Analysis using the Voyant Tools (local Voyant Server)

When it comes to statistics, there may be some sources of error in the corpus.

  • The Avon Novels have some typographical errors that have not been corrected.
  • The proofreading of the OCR[footnotes 2] may introduce some typographical errors.

Punctuation marks

The only authors who use parentheses in this corpus are Shanahan and Falk. Shanahan uses the parentheses eight times in his novel.
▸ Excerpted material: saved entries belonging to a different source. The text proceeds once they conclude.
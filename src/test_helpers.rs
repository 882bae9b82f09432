//! Shared test utilities for the resizer test suite.
//!
//! Provides synthetic rasters, config shorthands and tolerance assertions.
//!
//! # Usage
//!
//! ```rust
//! use crate::test_helpers::*;
//!
//! let img = gradient(1000, 500);
//! let out = scale_to_fit(&img, &fit_config(300, 0)).unwrap();
//! assert_within(out.height(), 150, 2);
//! ```

use crate::config::{ScaleConfig, ScaleConfigUpdate};
use crate::imaging::{RasterImage, SourceImage};

// =========================================================================
// Synthetic rasters
// =========================================================================

/// Opaque raster with red following x, green following y, constant blue.
pub fn gradient(width: u32, height: u32) -> RasterImage {
    let span = |n: u32| n.saturating_sub(1).max(1);
    RasterImage::from_fn(width, height, |x, y| {
        [
            (x * 255 / span(width)) as u8,
            (y * 255 / span(height)) as u8,
            96,
            255,
        ]
    })
}

/// Wrap a raster as a loaded source.
pub fn source_image(name: &str, mime: &str, raster: RasterImage) -> SourceImage {
    SourceImage {
        name: name.to_string(),
        mime: mime.to_string(),
        raster,
    }
}

// =========================================================================
// Config shorthands
// =========================================================================

/// Default config with both fit bounds replaced (0 = unset).
pub fn fit_config(max_width: u32, max_height: u32) -> ScaleConfig {
    ScaleConfig::default().merged(&ScaleConfigUpdate {
        max_width: Some(max_width),
        max_height: Some(max_height),
        ..ScaleConfigUpdate::default()
    })
}

// =========================================================================
// Assertions
// =========================================================================

/// Assert `actual` is within `delta` of `expected`.
pub fn assert_within(actual: u32, expected: u32, delta: u32) {
    assert!(
        actual.abs_diff(expected) <= delta,
        "expected {actual} to be within {expected} ± {delta}"
    );
}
Falk uses the parentheses in all his novels, varying from 15 (The Phantom #9) to 53 (The Phantom #15).

The use of exclamation marks also distinguishes the various authors:

  • Goulart: 15 - 64
  • Falk: 68 - 87
  • Copper: 110 - 207
  • Shanahan: 141
  • Cassiday: 229 - 370

Tokenization

The tokenization[footnotes 3] has a bearing on how the number of words is calculated using the Voyant Tools. This analysis uses the automatic tokenization.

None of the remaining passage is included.